O menino olhou para ele e desviou o olhar.
Por que não?
Essas histórias não são verdadeiras.
Elas não têm que ser verdadeiras. São histórias.
É. Mas nas histórias estamos sempre ajudando as pessoas e nós não ajudamos as pessoas.
Por que você não me conta uma história?
Não quero.
Está bem.
Não tenho nenhuma história para contar.
Você podia me contar uma história sobre você mesmo.
Você já conhece todas as histórias sobre mim. Você estava lá.
Você tem histórias por dentro que eu não conheço.
Quer dizer como sonhos?
Como sonhos. Ou coisas em que você pensa.
É, mas as histórias deveriam ser felizes.
Elas não têm que ser.
Você sempre conta histórias felizes.
Você não tem nenhuma história feliz?
Elas são mais tipo vida real.
Mas as minhas histórias não são.
As suas histórias não são. Não.
O homem o observava. A vida real é bem ruim?
O que você acha?
Bem, acho que ainda estamos aqui. Um bocado de coisas ruins aconteceu mas ainda estamos aqui.
É.
Você não acha que isso seja tão bom.
          Está bem para mim”. 


í.ta**

8 comentários:

Roberta Ávila disse...

acho que a Regininha falou desse livro. deu vontade de ler! e vc nem acredita! coloquei o bendito pacote no correio =D ia fazer uma nova cartinha, atualizada, mas afe, do jeito que eu sou enrolada, quando me vi no correio tratei de dispanhar logo... hahahah

bjão!

Assis Freitas disse...

o ser marcado pela existência, quando a morte é um premio a ser alcançado, mundo estranho, muito


abraço

Eduardo Silveira disse...

ahhhhhh, esse livro é fantástico.
e sua apresentação dele também ficou ótima!
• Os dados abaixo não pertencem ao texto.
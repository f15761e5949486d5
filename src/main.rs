// SYNOID Hologram Main Entry Point
// Copyright (c) 2026 Xing_The_Creator | SYNOID

use hologram_core::anim::demo::write_test_pattern;
use hologram_core::anim::AnimationStore;
use hologram_core::control::send_command;
use hologram_core::display::VirtualPanel;
use hologram_core::{HologramConfig, Viewer};

use anyhow::{Context, Result};
use clap::{Parser, Subcommand};
use dotenv::dotenv;
use std::path::PathBuf;
use std::time::Duration;
use tracing::{error, info};

#[derive(Parser)]
#[command(name = "hologram-core")]
#[command(about = "SYNOID Rotational Hologram Viewer", long_about = None)]
struct Cli {
    #[command(subcommand)]
    command: Commands,
}

#[derive(Subcommand)]
enum Commands {
    /// Run the viewer on the virtual spinning panel
    Run {
        /// JSON config file (falls back to $HOLOGRAM_CONFIG)
        #[arg(short, long)]
        config: Option<PathBuf>,

        /// Directory holding .anim files
        #[arg(short, long)]
        anim_dir: Option<PathBuf>,

        /// Command endpoint, e.g. 0.0.0.0:5555
        #[arg(short, long)]
        bind: Option<String>,

        /// Slices moved per nudge command
        #[arg(short = 'r', long)]
        nudge_step: Option<i32>,

        /// Animation to start on
        #[arg(short, long)]
        start: Option<String>,

        /// Simulated rotor speed
        #[arg(long)]
        rpm: Option<f64>,
    },

    /// Send one command to a running viewer
    Send {
        #[arg(short, long, default_value = "127.0.0.1:5555")]
        addr: String,

        /// ".l", ".r", ".n" or an animation name
        message: String,

        /// Connect/reply timeout in seconds
        #[arg(long, default_value = "5")]
        timeout: u64,
    },

    /// List the animations a viewer would load
    List {
        #[arg(short, long)]
        anim_dir: Option<PathBuf>,
    },

    /// Write a synthetic test pattern animation
    Demo {
        #[arg(short, long, default_value = "anims/idle.anim")]
        output: PathBuf,

        #[arg(short, long, default_value = "20")]
        frames: u32,

        #[arg(short, long, default_value = "0")]
        loop_start: u32,
    },
}

fn main() -> Result<()> {
    dotenv().ok();

    if std::env::var("RUST_LOG").is_err() {
        std::env::set_var("RUST_LOG", "info");
    }
    tracing_subscriber::fmt::init();

    // Global panic handler: log panics instead of crashing silently
    std::panic::set_hook(Box::new(|panic_info| {
        let location = panic_info
            .location()
            .map(|l| format!("{}:{}:{}", l.file(), l.line(), l.column()))
            .unwrap_or_else(|| "unknown".to_string());
        let message = if let Some(s) = panic_info.payload().downcast_ref::<&str>() {
            s.to_string()
        } else if let Some(s) = panic_info.payload().downcast_ref::<String>() {
            s.clone()
        } else {
            "Unknown panic".to_string()
        };
        eprintln!("🚨 [HOLOGRAM PANIC] at {}: {}", location, message);
    }));

    let args = Cli::parse();

    match args.command {
        Commands::Run {
            config,
            anim_dir,
            bind,
            nudge_step,
            start,
            rpm,
        } => {
            let mut cfg = HologramConfig::load(config.as_deref())?;
            if let Some(dir) = anim_dir {
                cfg.anim_dir = dir;
            }
            if let Some(addr) = bind {
                cfg.bind_addr = addr;
            }
            if let Some(step) = nudge_step {
                cfg.nudge_step = step;
            }
            if let Some(name) = start {
                cfg.start_animation = name;
            }
            if let Some(rpm) = rpm {
                cfg.spin.rpm = rpm;
            }

            info!("--- SYNOID HOLOGRAM VIEWER v{} ---", env!("CARGO_PKG_VERSION"));
            let panel = VirtualPanel::with_spin(
                cfg.geometry.cols,
                cfg.geometry.rows,
                cfg.spin.clone(),
                cfg.rotation.sync_bit,
            );
            let viewer = match Viewer::start(cfg, true) {
                Ok(v) => v,
                Err(e) => {
                    error!("❌ Viewer failed to start: {:#}", e);
                    return Err(e);
                }
            };
            info!("📡 Commands on {}", viewer.command_addr());
            let panel = viewer.display(panel)?;
            info!("✅ Display stopped after {} swaps", panel.swap_count());
        }

        Commands::Send {
            addr,
            message,
            timeout,
        } => {
            let rt = tokio::runtime::Runtime::new().context("build runtime")?;
            let reply = rt.block_on(send_command(&addr, &message, Duration::from_secs(timeout)))?;
            println!("{}", reply);
        }

        Commands::List { anim_dir } => {
            let mut cfg = HologramConfig::load(None)?;
            if let Some(dir) = anim_dir {
                cfg.anim_dir = dir;
            }
            let store = AnimationStore::open(&cfg.anim_dir, cfg.geometry)?;
            if store.is_empty() {
                println!("No .anim files in {:?}", cfg.anim_dir);
            }
            for (name, anim) in store.list() {
                println!(
                    "{:<24} {:>5} frames  loop@{}",
                    name,
                    anim.frame_count(),
                    anim.loop_start()
                );
            }
        }

        Commands::Demo {
            output,
            frames,
            loop_start,
        } => {
            let cfg = HologramConfig::load(None)?;
            if let Some(parent) = output.parent() {
                if !parent.as_os_str().is_empty() {
                    std::fs::create_dir_all(parent)
                        .with_context(|| format!("create {:?}", parent))?;
                }
            }
            write_test_pattern(&output, cfg.geometry, frames.max(1), loop_start)?;
        }
    }

    Ok(())
}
Pensemos: um pai e um filho caminhando por uma estrada deserta (ou quase né). Como carregar um romance com enredo simples como esse? Acho que tua resenha demonstra bem a genialidade do McCarthy.
e bom que, na hora de escolher um trecho, vc tenha posto um desses diálogos entre pai e filho: são partes lindíssimas. Essa 'ingenuidade' da criança que vc falou, se reflete em perguntas instigantes ao pai... e são sempre conversas curtas, secas, mas repletas de silêncio e poesia..
o livro é foda.
Lembrei-me agora do final... que é pura poesia.

Ah, preciso ver o filme!
abraço!

Záia disse...

olha fiquei com muita vontade de ler!

vanessacamposrocha disse...

nossa... você é mesmo um sentidor de literatura. que alegria ver isso!
parabéns pelo site!
abraços

isaias de faria disse...

esse autor me interessou bastante.
massa também a postagem sobre haicai. gosto muito dos q o cássio amaral escreve. também faço uns de bobeira. um dos q rabisquei q ando gostando :

alísios quase visíveis
na manhã cinzaclaro -
ela treme o queixo

Vanessa Souza Moraes disse...

Quem não desejou?

Maria Paula Alvim disse...

Excelente texto - dá vontade de ir direto comprar o livro. Obrigada pela dica.